▼▼▼

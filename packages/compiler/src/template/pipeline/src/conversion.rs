//! Conversion Module
//!
//! Lowers expression-language ASTs into output expressions, leaving logical IR expressions
//! (lexical reads, pipe bindings, safe navigation) for later passes to resolve.

use crate::error::{invariant, CompilerError, Result};
use crate::expression_parser::ast::{self as e, AbsoluteSourceSpan, AST};
use crate::output::output_ast as o;
use crate::parse_util::ParseSourceSpan;
use crate::template::pipeline::ir::{
    ContextExpr, EmptyExpr, LexicalReadExpr, Namespace, PipeBindingExpr, SafeInvokeFunctionExpr,
    SafeKeyedReadExpr, SafePropertyReadExpr,
};
use crate::template::pipeline::src::compilation::CompilationJob;

static BINARY_OPERATORS: &[(&str, o::BinaryOperator)] = &[
    ("&&", o::BinaryOperator::And),
    (">", o::BinaryOperator::Bigger),
    (">=", o::BinaryOperator::BiggerEquals),
    ("|", o::BinaryOperator::BitwiseOr),
    ("&", o::BinaryOperator::BitwiseAnd),
    ("/", o::BinaryOperator::Divide),
    ("=", o::BinaryOperator::Assign),
    ("==", o::BinaryOperator::Equals),
    ("===", o::BinaryOperator::Identical),
    ("<", o::BinaryOperator::Lower),
    ("<=", o::BinaryOperator::LowerEquals),
    ("-", o::BinaryOperator::Minus),
    ("%", o::BinaryOperator::Modulo),
    ("*", o::BinaryOperator::Multiply),
    ("!=", o::BinaryOperator::NotEquals),
    ("!==", o::BinaryOperator::NotIdentical),
    ("??", o::BinaryOperator::NullishCoalesce),
    ("||", o::BinaryOperator::Or),
    ("+", o::BinaryOperator::Plus),
];

pub fn binary_operator_from_str(op: &str) -> Option<o::BinaryOperator> {
    BINARY_OPERATORS.iter().find(|(k, _)| *k == op).map(|(_, v)| *v)
}

pub fn namespace_for_key(namespace_prefix_key: Option<&str>) -> Namespace {
    match namespace_prefix_key {
        Some("svg") => Namespace::SVG,
        Some("math") => Namespace::Math,
        _ => Namespace::HTML,
    }
}

pub fn key_for_namespace(namespace: Namespace) -> Option<&'static str> {
    match namespace {
        Namespace::SVG => Some("svg"),
        Namespace::Math => Some("math"),
        Namespace::HTML => None,
    }
}

/// Splits `:ns:name` into its namespace prefix and local name.
pub fn split_ns_name(element_name: &str) -> Result<(Option<&str>, &str)> {
    let Some(rest) = element_name.strip_prefix(':') else {
        return Ok((None, element_name));
    };
    match rest.find(':') {
        Some(colon) => Ok((Some(&rest[..colon]), &rest[colon + 1..])),
        None => invariant(format!(
            "Unsupported format \"{}\" expecting \":namespace:name\"",
            element_name
        )),
    }
}

pub fn prefix_with_namespace(stripped_tag: &str, namespace: Namespace) -> String {
    match key_for_namespace(namespace) {
        Some(key) => format!(":{}:{}", key, stripped_tag),
        None => stripped_tag.to_string(),
    }
}

/// Maps a span relative to an expression onto the template file.
pub fn convert_source_span(span: AbsoluteSourceSpan, base_source_span: Option<&ParseSourceSpan>) -> Option<ParseSourceSpan> {
    let base = base_source_span?;
    let start = base.start.move_by(span.start as i32);
    let end = base.start.move_by(span.end as i32);
    Some(ParseSourceSpan::new(start, end))
}

fn convert_literal(value: &e::LiteralValue) -> o::LiteralValue {
    match value {
        e::LiteralValue::String(s) => o::LiteralValue::String(s.clone()),
        e::LiteralValue::Number(n) => o::LiteralValue::Number(*n),
        e::LiteralValue::Boolean(b) => o::LiteralValue::Bool(*b),
        e::LiteralValue::Null => o::LiteralValue::Null,
        e::LiteralValue::Undefined => o::LiteralValue::Undefined,
    }
}

fn convert_all(asts: &[AST], job: &mut CompilationJob, base: Option<&ParseSourceSpan>) -> Result<Vec<o::Expression>> {
    asts.iter().map(|ast| convert_ast(ast, job, base)).collect()
}

/// Converts a template AST expression into an output expression.
///
/// Reads from the implicit receiver become `LexicalRead`s, resolved against the view's
/// variables by name resolution. Each pipe gets a fresh xref for its `Pipe` op.
pub fn convert_ast(ast: &AST, job: &mut CompilationJob, base: Option<&ParseSourceSpan>) -> Result<o::Expression> {
    let expr = match ast {
        AST::PropertyRead(read) => match read.receiver.as_ref() {
            AST::ImplicitReceiver(_) => o::Expression::LexicalRead(LexicalReadExpr {
                name: read.name.clone(),
                source_span: convert_source_span(read.source_span, base),
            }),
            AST::ThisReceiver(_) => o::Expression::ReadProp(o::ReadPropExpr {
                receiver: Box::new(o::Expression::Context(ContextExpr::new(job.root))),
                name: read.name.clone(),
                source_span: convert_source_span(read.source_span, base),
            }),
            receiver => o::Expression::ReadProp(o::ReadPropExpr {
                receiver: Box::new(convert_ast(receiver, job, base)?),
                name: read.name.clone(),
                source_span: convert_source_span(read.source_span, base),
            }),
        },
        AST::PropertyWrite(write) => {
            let receiver = match write.receiver.as_ref() {
                AST::ImplicitReceiver(_) | AST::ThisReceiver(_) => o::Expression::Context(ContextExpr::new(job.root)),
                receiver => convert_ast(receiver, job, base)?,
            };
            o::Expression::WriteProp(o::WritePropExpr {
                receiver: Box::new(receiver),
                name: write.name.clone(),
                value: Box::new(convert_ast(&write.value, job, base)?),
                source_span: convert_source_span(write.source_span, base),
            })
        }
        AST::KeyedWrite(write) => o::Expression::WriteKey(o::WriteKeyExpr {
            receiver: Box::new(convert_ast(&write.receiver, job, base)?),
            index: Box::new(convert_ast(&write.key, job, base)?),
            value: Box::new(convert_ast(&write.value, job, base)?),
            source_span: convert_source_span(write.source_span, base),
        }),
        AST::Call(call) => {
            if call.receiver.is_implicit_receiver() {
                return invariant("Unexpected ImplicitReceiver in Call expression");
            }
            o::Expression::InvokeFn(o::InvokeFunctionExpr {
                fn_: Box::new(convert_ast(&call.receiver, job, base)?),
                args: convert_all(&call.args, job, base)?,
                source_span: convert_source_span(call.source_span, base),
                pure: false,
            })
        }
        AST::LiteralPrimitive(lit) => o::Expression::Literal(o::LiteralExpr {
            value: convert_literal(&lit.value),
            source_span: convert_source_span(lit.source_span, base),
        }),
        AST::Unary(unary) => {
            let operator = match unary.operator.as_str() {
                "+" => o::UnaryOperator::Plus,
                "-" => o::UnaryOperator::Minus,
                other => return invariant(format!("unknown unary operator {}", other)),
            };
            o::Expression::Unary(o::UnaryOperatorExpr {
                operator,
                expr: Box::new(convert_ast(&unary.expr, job, base)?),
                source_span: convert_source_span(unary.source_span, base),
            })
        }
        AST::Binary(binary) => {
            let operator = binary_operator_from_str(&binary.operation)
                .ok_or_else(|| CompilerError::Invariant(format!("unknown binary operator {}", binary.operation)))?;
            o::Expression::BinaryOp(o::BinaryOperatorExpr {
                operator,
                lhs: Box::new(convert_ast(&binary.left, job, base)?),
                rhs: Box::new(convert_ast(&binary.right, job, base)?),
                source_span: convert_source_span(binary.source_span, base),
            })
        }
        AST::ThisReceiver(_) => o::Expression::Context(ContextExpr::new(job.root)),
        AST::KeyedRead(read) => o::Expression::ReadKey(o::ReadKeyExpr {
            receiver: Box::new(convert_ast(&read.receiver, job, base)?),
            index: Box::new(convert_ast(&read.key, job, base)?),
            source_span: convert_source_span(read.source_span, base),
        }),
        AST::Chain(_) => return invariant("Chain in unknown context"),
        AST::LiteralMap(map) => o::Expression::LiteralMap(o::LiteralMapExpr {
            entries: map
                .keys
                .iter()
                .zip(&map.values)
                .map(|(key, value)| Ok(o::LiteralMapEntry::new(key.key.clone(), convert_ast(value, job, base)?, key.quoted)))
                .collect::<Result<Vec<_>>>()?,
            source_span: convert_source_span(map.source_span, base),
        }),
        AST::LiteralArray(arr) => o::Expression::LiteralArray(o::LiteralArrayExpr {
            entries: convert_all(&arr.expressions, job, base)?,
            source_span: convert_source_span(arr.source_span, base),
        }),
        AST::Conditional(cond) => o::Expression::Conditional(o::ConditionalExpr {
            condition: Box::new(convert_ast(&cond.condition, job, base)?),
            true_case: Box::new(convert_ast(&cond.true_exp, job, base)?),
            false_case: Some(Box::new(convert_ast(&cond.false_exp, job, base)?)),
            source_span: convert_source_span(cond.source_span, base),
        }),
        // Non-null assertions don't affect generated instructions.
        AST::NonNullAssert(assert) => convert_ast(&assert.expression, job, base)?,
        AST::BindingPipe(pipe) => {
            let xref = job.allocate_xref_id();
            let mut args = vec![convert_ast(&pipe.exp, job, base)?];
            args.extend(convert_all(&pipe.args, job, base)?);
            o::Expression::PipeBinding(PipeBindingExpr::new(xref, pipe.name.clone(), args))
        }
        AST::SafeKeyedRead(read) => o::Expression::SafeKeyedRead(SafeKeyedReadExpr {
            receiver: Box::new(convert_ast(&read.receiver, job, base)?),
            index: Box::new(convert_ast(&read.key, job, base)?),
            source_span: convert_source_span(read.source_span, base),
        }),
        AST::SafePropertyRead(read) => o::Expression::SafePropertyRead(SafePropertyReadExpr {
            receiver: Box::new(convert_ast(&read.receiver, job, base)?),
            name: read.name.clone(),
        }),
        AST::SafeCall(call) => o::Expression::SafeInvokeFunction(SafeInvokeFunctionExpr {
            receiver: Box::new(convert_ast(&call.receiver, job, base)?),
            args: convert_all(&call.args, job, base)?,
        }),
        AST::EmptyExpr(empty) => o::Expression::Empty(EmptyExpr {
            source_span: convert_source_span(empty.source_span, base),
        }),
        AST::PrefixNot(not) => o::Expression::NotExpr(o::NotExpr {
            condition: Box::new(convert_ast(&not.expression, job, base)?),
            source_span: convert_source_span(not.source_span, base),
        }),
        AST::TypeofExpression(typeof_expr) => o::typeof_expr(convert_ast(&typeof_expr.expression, job, base)?),
        AST::ParenthesizedExpression(parens) => convert_ast(&parens.expression, job, base)?,
        AST::ImplicitReceiver(_) => return invariant("ImplicitReceiver outside of a property read"),
        AST::Interpolation(_) => return invariant("Interpolation in an expression position"),
    };
    Ok(expr)
}

#[cfg(test)]
mod tests {
    use super::*;
    use crate::config::PipelineConfig;
    use crate::constant_pool::ConstantPool;

    fn job() -> CompilationJob {
        CompilationJob::component("Cmp", ConstantPool::new(), PipelineConfig::default())
    }

    #[test]
    fn implicit_reads_become_lexical_reads() {
        let mut job = job();
        let expr = convert_ast(&AST::read("user").prop("name"), &mut job, None).unwrap();
        match expr {
            o::Expression::ReadProp(read) => {
                assert_eq!(read.name, "name");
                assert!(matches!(*read.receiver, o::Expression::LexicalRead(ref l) if l.name == "user"));
            }
            other => panic!("unexpected {:?}", other),
        }
    }

    #[test]
    fn pipes_allocate_an_xref_each() {
        let mut job = job();
        let ast = AST::read("a").pipe("async", vec![]).pipe("json", vec![AST::number(2.0)]);
        let expr = convert_ast(&ast, &mut job, None).unwrap();
        match expr {
            o::Expression::PipeBinding(outer) => {
                assert_eq!(outer.name, "json");
                assert_eq!(outer.args.len(), 2);
                assert!(matches!(&outer.args[0], o::Expression::PipeBinding(inner) if inner.target > outer.target));
            }
            other => panic!("unexpected {:?}", other),
        }
    }

    #[test]
    fn chains_are_rejected_outside_listeners() {
        let mut job = job();
        let err = convert_ast(&AST::chain(vec![AST::read("a")]), &mut job, None).unwrap_err();
        assert!(matches!(err, CompilerError::Invariant(_)));
    }

    #[test]
    fn namespaced_names_are_split() {
        assert_eq!(split_ns_name(":svg:rect").unwrap(), (Some("svg"), "rect"));
        assert_eq!(split_ns_name("div").unwrap(), (None, "div"));
        assert!(split_ns_name(":svg").is_err());
        assert_eq!(prefix_with_namespace("circle", Namespace::SVG), ":svg:circle");
    }
}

▲▲▲

- WHAT IS EXPECTED -
Copy every single line of the material above that holds "outer".

- RESULT FOR THIS TASK -
            o::Expression::PipeBinding(outer) => {
                assert_eq!(outer.name, "json");
                assert_eq!(outer.args.len(), 2);
                assert!(matches!(&outer.args[0], o::Expression::PipeBinding(inner) if inner.target > outer.target));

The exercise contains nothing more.